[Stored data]
......

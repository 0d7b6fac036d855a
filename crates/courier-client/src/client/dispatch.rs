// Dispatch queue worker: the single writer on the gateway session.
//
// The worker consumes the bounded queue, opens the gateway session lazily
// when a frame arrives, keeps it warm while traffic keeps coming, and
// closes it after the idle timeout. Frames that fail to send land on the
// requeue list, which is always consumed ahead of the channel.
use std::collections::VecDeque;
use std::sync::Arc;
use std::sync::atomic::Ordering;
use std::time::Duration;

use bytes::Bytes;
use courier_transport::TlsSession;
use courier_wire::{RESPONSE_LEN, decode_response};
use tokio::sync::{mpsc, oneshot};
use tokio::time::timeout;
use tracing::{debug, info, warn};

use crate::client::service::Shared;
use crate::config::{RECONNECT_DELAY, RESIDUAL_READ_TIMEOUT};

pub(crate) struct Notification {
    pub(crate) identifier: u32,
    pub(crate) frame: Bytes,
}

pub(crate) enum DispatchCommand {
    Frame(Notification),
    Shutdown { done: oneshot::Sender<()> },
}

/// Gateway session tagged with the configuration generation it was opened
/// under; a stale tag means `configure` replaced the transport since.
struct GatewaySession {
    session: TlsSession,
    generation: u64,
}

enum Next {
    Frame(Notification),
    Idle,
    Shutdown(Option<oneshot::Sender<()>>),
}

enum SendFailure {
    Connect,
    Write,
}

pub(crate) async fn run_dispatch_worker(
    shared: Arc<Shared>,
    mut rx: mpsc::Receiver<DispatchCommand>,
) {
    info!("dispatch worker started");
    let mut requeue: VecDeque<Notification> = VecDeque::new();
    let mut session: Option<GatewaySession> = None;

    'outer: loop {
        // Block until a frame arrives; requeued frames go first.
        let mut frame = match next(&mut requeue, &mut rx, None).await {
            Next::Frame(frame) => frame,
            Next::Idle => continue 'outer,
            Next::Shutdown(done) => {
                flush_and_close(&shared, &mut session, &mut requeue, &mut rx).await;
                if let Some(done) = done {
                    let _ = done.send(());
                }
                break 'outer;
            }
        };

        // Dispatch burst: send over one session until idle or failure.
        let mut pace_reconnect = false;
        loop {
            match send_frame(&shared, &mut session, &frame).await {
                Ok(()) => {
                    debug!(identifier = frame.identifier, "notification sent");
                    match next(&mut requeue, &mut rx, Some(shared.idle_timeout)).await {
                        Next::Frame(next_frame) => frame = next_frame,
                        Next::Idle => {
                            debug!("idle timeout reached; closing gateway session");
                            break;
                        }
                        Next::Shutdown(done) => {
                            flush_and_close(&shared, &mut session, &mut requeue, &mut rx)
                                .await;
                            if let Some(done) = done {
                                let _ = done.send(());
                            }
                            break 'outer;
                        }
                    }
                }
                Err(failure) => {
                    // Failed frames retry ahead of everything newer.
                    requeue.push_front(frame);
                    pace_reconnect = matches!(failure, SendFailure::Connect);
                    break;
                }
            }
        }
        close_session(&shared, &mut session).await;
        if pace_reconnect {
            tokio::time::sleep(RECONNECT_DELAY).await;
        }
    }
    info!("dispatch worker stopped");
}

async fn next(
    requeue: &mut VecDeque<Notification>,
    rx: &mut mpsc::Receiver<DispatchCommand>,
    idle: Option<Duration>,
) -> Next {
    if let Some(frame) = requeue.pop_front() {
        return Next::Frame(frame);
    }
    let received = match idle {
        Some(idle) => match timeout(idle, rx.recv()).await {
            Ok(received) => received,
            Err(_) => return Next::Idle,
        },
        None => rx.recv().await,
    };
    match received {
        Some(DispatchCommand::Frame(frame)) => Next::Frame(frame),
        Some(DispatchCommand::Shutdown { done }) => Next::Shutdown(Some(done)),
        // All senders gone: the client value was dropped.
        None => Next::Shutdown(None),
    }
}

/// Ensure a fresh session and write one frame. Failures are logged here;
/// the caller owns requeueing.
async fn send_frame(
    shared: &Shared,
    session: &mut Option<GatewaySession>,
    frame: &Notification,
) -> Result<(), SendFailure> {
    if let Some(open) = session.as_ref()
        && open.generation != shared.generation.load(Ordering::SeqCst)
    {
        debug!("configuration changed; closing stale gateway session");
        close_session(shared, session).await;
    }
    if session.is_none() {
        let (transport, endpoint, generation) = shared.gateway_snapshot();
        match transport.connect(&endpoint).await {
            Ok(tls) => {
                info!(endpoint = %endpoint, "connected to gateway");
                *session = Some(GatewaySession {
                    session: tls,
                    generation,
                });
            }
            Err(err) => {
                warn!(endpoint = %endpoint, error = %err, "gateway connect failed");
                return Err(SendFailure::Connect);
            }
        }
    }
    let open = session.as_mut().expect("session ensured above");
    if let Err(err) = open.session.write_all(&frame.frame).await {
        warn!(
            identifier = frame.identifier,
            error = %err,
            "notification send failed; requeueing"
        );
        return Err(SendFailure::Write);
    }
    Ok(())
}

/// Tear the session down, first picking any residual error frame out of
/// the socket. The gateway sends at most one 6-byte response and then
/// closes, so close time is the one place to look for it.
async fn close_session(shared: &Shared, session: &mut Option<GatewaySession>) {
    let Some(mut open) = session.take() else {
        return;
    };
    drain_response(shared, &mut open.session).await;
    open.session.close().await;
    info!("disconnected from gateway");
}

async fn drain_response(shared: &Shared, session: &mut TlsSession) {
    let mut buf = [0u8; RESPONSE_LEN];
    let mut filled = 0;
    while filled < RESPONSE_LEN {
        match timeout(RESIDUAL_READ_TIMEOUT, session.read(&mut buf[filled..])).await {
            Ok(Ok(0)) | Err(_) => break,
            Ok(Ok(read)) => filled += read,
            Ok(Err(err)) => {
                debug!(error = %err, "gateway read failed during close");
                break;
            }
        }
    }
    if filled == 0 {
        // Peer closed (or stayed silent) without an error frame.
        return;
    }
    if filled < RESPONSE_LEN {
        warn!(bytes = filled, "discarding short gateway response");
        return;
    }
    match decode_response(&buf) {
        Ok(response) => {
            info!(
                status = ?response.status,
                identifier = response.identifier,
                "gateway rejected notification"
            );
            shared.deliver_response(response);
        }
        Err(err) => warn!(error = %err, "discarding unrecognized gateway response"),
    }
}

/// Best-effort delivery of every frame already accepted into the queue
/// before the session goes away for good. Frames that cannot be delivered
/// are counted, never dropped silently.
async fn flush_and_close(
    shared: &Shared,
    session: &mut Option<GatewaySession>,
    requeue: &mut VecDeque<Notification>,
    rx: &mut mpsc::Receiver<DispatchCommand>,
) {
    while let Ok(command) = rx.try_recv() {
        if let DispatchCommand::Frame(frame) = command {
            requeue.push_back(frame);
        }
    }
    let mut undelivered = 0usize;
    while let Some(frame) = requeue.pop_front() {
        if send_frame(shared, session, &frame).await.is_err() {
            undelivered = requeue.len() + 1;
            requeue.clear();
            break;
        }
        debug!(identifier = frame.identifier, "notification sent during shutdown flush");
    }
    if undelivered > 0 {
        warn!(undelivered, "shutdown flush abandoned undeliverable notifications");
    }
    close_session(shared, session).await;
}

......

EXERCISE PROMPT — Starting with the line that holds "never dropped silently." and ending with the line that holds "while let Some(frame)", retype every line in the data above exactly, and nothing else.

EXPECTED OUTPUT —
/// are counted, never dropped silently.
async fn flush_and_close(
    shared: &Shared,
    session: &mut Option<GatewaySession>,
    requeue: &mut VecDeque<Notification>,
    rx: &mut mpsc::Receiver<DispatchCommand>,
) {
    while let Ok(command) = rx.try_recv() {
        if let DispatchCommand::Frame(frame) = command {
            requeue.push_back(frame);
        }
    }
    let mut undelivered = 0usize;
    while let Some(frame) = requeue.pop_front() {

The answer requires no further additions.